Metadata-Version: 2.1
Name: secmmf
Version: 1.0.2
Summary: Python scraper for SEC N-MFP2 filings.
Home-page: https://github.com/yj1990/sec_mmf
Author: Yangjue Han
Author-email: yangjue.han20@gmail.com
License: UNKNOWN
Description: # SEC N-MFP2 Money Market Fund Holdings Data
        
        - Author: Yangjue Han
        - Date: May 2020
        
        ## Introduction
        This repository contains code that enables the user to parse and download money market fund holdings information in N-MFP2 filings from SEC EDGAR system. At the end of every month, all U.S. money market funds are required to report their securities holdings to SEC, including identification, maturity, market value, yield to maturity, issuer information, and other features. For repurchase agreement contracts, money market funds also have to report information on collateral securities. The granularity of this dataset provides an unparallel opportunity for financial economists to study questions related to the shadow banking system.
        
        ## Installation
        
        ```
        pip install secmmf
        ```
        
        ## Usage
        
        ### Initial setup
        The module `secmmf` contains a set of functions that parse and download the information in N-MFP2 filings.

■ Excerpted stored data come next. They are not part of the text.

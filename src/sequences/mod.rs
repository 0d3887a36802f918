//! Line (sequence) detection.
//!
//! A sequence is a contiguous run of same-mark cells along one of four
//! axes, found through the most recently placed cell. Its length is the
//! damage it deals.

pub mod axis;
pub mod detect;

pub use axis::Axis;
pub use detect::{run_through, sequences_through, Cells, Sequence};
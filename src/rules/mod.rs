//! Game rules: the engine that applies moves and resolves damage.
//!
//! `GameEngine` is the only owner of a live `GameState`. Callers feed it
//! coordinates and get back a `MoveResult` value to render; the engine
//! never calls out to a presentation layer.

pub mod engine;

pub use engine::{GameEngine, GameResult, MoveReport, MoveResult, Sequences};
//! Game state snapshot.
//!
//! ## GameState
//!
//! Everything a renderer needs:
//! - Board contents
//! - Whose turn it is
//! - HP per mark, clamped to `[0, max_hp]`
//! - Whether the game is over
//! - The bounded damage log
//!
//! The engine owns the live state and hands out clones. The damage log
//! is an `im` persistent structure, so cloning is cheap.

use serde::{Deserialize, Serialize};

use super::board::Board;
use super::config::GameConfig;
use super::mark::{Mark, MarkMap};
use crate::combat::{DamageEvent, DamageLog};

/// Coarse HP bucket for health bars.
#[derive(Clone, Copy, Debug, PartialEq, Eq, Serialize, Deserialize)]
pub enum HpLevel {
    /// Above two thirds.
    Healthy,
    /// Above one third, at most two thirds.
    Low,
    /// At most one third.
    Critical,
}

/// Complete game state.
#[derive(Clone, Debug, PartialEq, Eq, Serialize, Deserialize)]
pub struct GameState {
    board: Board,
    current_player: Mark,
    hp: MarkMap<u32>,
    max_hp: u32,
    game_over: bool,
    damage_log: DamageLog,
    move_count: u32,
}

impl GameState {
    /// Create a fresh state for the given configuration.
    #[must_use]
    pub fn new(config: &GameConfig) -> Self {
        Self {
            board: Board::new(config.board_size),
            current_player: config.first_player,
            hp: MarkMap::with_value(config.starting_hp),
            max_hp: config.starting_hp,
            game_over: false,
            damage_log: DamageLog::new(config.damage_log_capacity),
            move_count: 0,
        }
    }

    // === Queries ===

    #[must_use]
    pub fn board(&self) -> &Board {
        &self.board
    }

    /// The player to move, or the final mover once the game is over.
    #[must_use]
    pub fn current_player(&self) -> Mark {
        self.current_player
    }

    #[must_use]
    pub fn hp(&self, mark: Mark) -> u32 {
        self.hp[mark]
    }

    #[must_use]
    pub fn hp_map(&self) -> MarkMap<u32> {
        self.hp
    }

    #[must_use]
    pub fn max_hp(&self) -> u32 {
        self.max_hp
    }

    #[must_use]
    pub fn is_game_over(&self) -> bool {
        self.game_over
    }

    #[must_use]
    pub fn damage_log(&self) -> &DamageLog {
        &self.damage_log
    }

    /// Number of marks placed so far.
    #[must_use]
    pub fn move_count(&self) -> u32 {
        self.move_count
    }

    /// Remaining HP as a fraction of the maximum.
    #[must_use]
    pub fn hp_fraction(&self, mark: Mark) -> f64 {
        f64::from(self.hp[mark]) / f64::from(self.max_hp)
    }

    #[must_use]
    pub fn hp_level(&self, mark: Mark) -> HpLevel {
        let percent = self.hp_fraction(mark) * 100.0;
        if percent <= 33.0 {
            HpLevel::Critical
        } else if percent <= 66.0 {
            HpLevel::Low
        } else {
            HpLevel::Healthy
        }
    }

    // === Mutation (engine only) ===

    pub(crate) fn board_mut(&mut self) -> &mut Board {
        &mut self.board
    }

    pub(crate) fn record_move(&mut self) -> u32 {
        self.move_count += 1;
        self.move_count
    }

    /// Subtract damage, flooring at zero. Returns the new HP.
    pub(crate) fn apply_damage(&mut self, mark: Mark, damage: u32) -> u32 {
        let hp = &mut self.hp[mark];
        *hp = hp.saturating_sub(damage);
        *hp
    }

    pub(crate) fn record_damage(&mut self, event: DamageEvent) {
        self.damage_log.record(event);
    }

    pub(crate) fn pass_turn(&mut self) {
        self.current_player = self.current_player.opponent();
    }

    pub(crate) fn finish(&mut self) {
        self.game_over = true;
    }
}

#[cfg(test)]
mod tests {
    use super::*;
    use crate::core::Position;

    #[test]
    fn test_new_state() {
        let state = GameState::new(&GameConfig::default());

        assert_eq!(state.board().size(), 7);
        assert_eq!(state.current_player(), Mark::X);
        assert_eq!(state.hp(Mark::X), 15);
        assert_eq!(state.hp(Mark::O), 15);
        assert!(!state.is_game_over());
        assert!(state.damage_log().is_empty());
        assert_eq!(state.move_count(), 0);
    }

    #[test]
    fn test_apply_damage_floors_at_zero() {
        let mut state = GameState::new(&GameConfig::default());

        assert_eq!(state.apply_damage(Mark::O, 4), 11);
        assert_eq!(state.apply_damage(Mark::O, 20), 0);
        assert_eq!(state.hp(Mark::X), 15);
    }

    #[test]
    fn test_hp_levels() {
        let mut state = GameState::new(&GameConfig::default());
        assert_eq!(state.hp_level(Mark::X), HpLevel::Healthy);

        state.apply_damage(Mark::X, 5); // 10/15
        assert_eq!(state.hp_level(Mark::X), HpLevel::Healthy);

        state.apply_damage(Mark::X, 1); // 9/15 = 60%
        assert_eq!(state.hp_level(Mark::X), HpLevel::Low);

        state.apply_damage(Mark::X, 5); // 4/15
        assert_eq!(state.hp_level(Mark::X), HpLevel::Critical);
    }

    #[test]
    fn test_pass_turn() {
        let mut state = GameState::new(&GameConfig::default());
        state.pass_turn();
        assert_eq!(state.current_player(), Mark::O);
        state.pass_turn();
        assert_eq!(state.current_player(), Mark::X);
    }

    #[test]
    fn test_serialization() {
        let mut state = GameState::new(&GameConfig::default());
        state.board_mut().place(Position::new(1, 1), Mark::X);
        state.record_move();

        let json = serde_json::to_string(&state).unwrap();
        let deserialized: GameState = serde_json::from_str(&json).unwrap();
        assert_eq!(state, deserialized);
    }
}
//! Core engine types: marks, board, configuration, state, errors.
//!
//! These are the building blocks the rules engine operates on. Nothing
//! here knows about sequences or damage resolution.

pub mod mark;
pub mod board;
pub mod config;
pub mod error;
pub mod state;

pub use mark::{Mark, MarkMap};
pub use board::{Board, Position};
pub use config::GameConfig;
pub use error::InvalidMove;
pub use state::{GameState, HpLevel};
//! # tactical-tictactoe
//!
//! Two-player tic-tac-toe on a 7×7 board with hit points.
//!
//! ## Rules
//!
//! Players alternate placing marks. A placement that completes a run of
//! four or more same-mark cells (horizontal, vertical, or either diagonal)
//! deals damage to the opponent equal to the run length. Runs on several
//! axes through the same cell add up. Each player starts with 15 HP; the
//! game ends when either reaches zero.
//!
//! ## Architecture
//!
//! - **Pure engine**: `GameEngine::place_mark` returns a `MoveResult`
//!   value. Rendering, highlighting and timers belong to the caller.
//!
//! - **Silent rejection**: Invalid moves never change state; the reason
//!   is reported in the result instead of raised.
//!
//! - **Cheap snapshots**: The damage log uses `im-rs`, so cloning the
//!   state for a renderer is inexpensive.
//!
//! ## Modules
//!
//! - `core`: Marks, board, configuration, state, errors
//! - `sequences`: Axis walking and sequence detection
//! - `combat`: Damage events and the bounded damage log
//! - `rules`: The game engine and move results
//! - `python`: PyO3 bindings (feature `python`)

pub mod core;
pub mod sequences;
pub mod combat;
pub mod rules;

#[cfg(feature = "python")]
pub mod python;

// Re-export commonly used types
pub use crate::core::{
    Mark, MarkMap, Board, Position,
    GameConfig, GameState, HpLevel, InvalidMove,
};

pub use crate::sequences::{Axis, Sequence, sequences_through};

pub use crate::combat::{DamageEvent, DamageLog};

pub use crate::rules::{GameEngine, GameResult, MoveReport, MoveResult};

The user should first specify the path of a directory to store the downloaded data to `data_dir` and the storage of `data_dir` should be at least 20GBs. Note that the package can only be used to download N-MFP2 filings, but could be extended to download other filings with a similar format. The package does not provide any data cleaning function.
        
        ```
        import secmmf
        
        data_dir = ## YOUR DIRECTORY HERE ##
        pathfile = 'xmlpath.csv' # no need to change this
        ```
        
        ### Build index of filings 
        First we download and extract the paths of filings from SEC EDGAR system using method `download_sec_index()`. 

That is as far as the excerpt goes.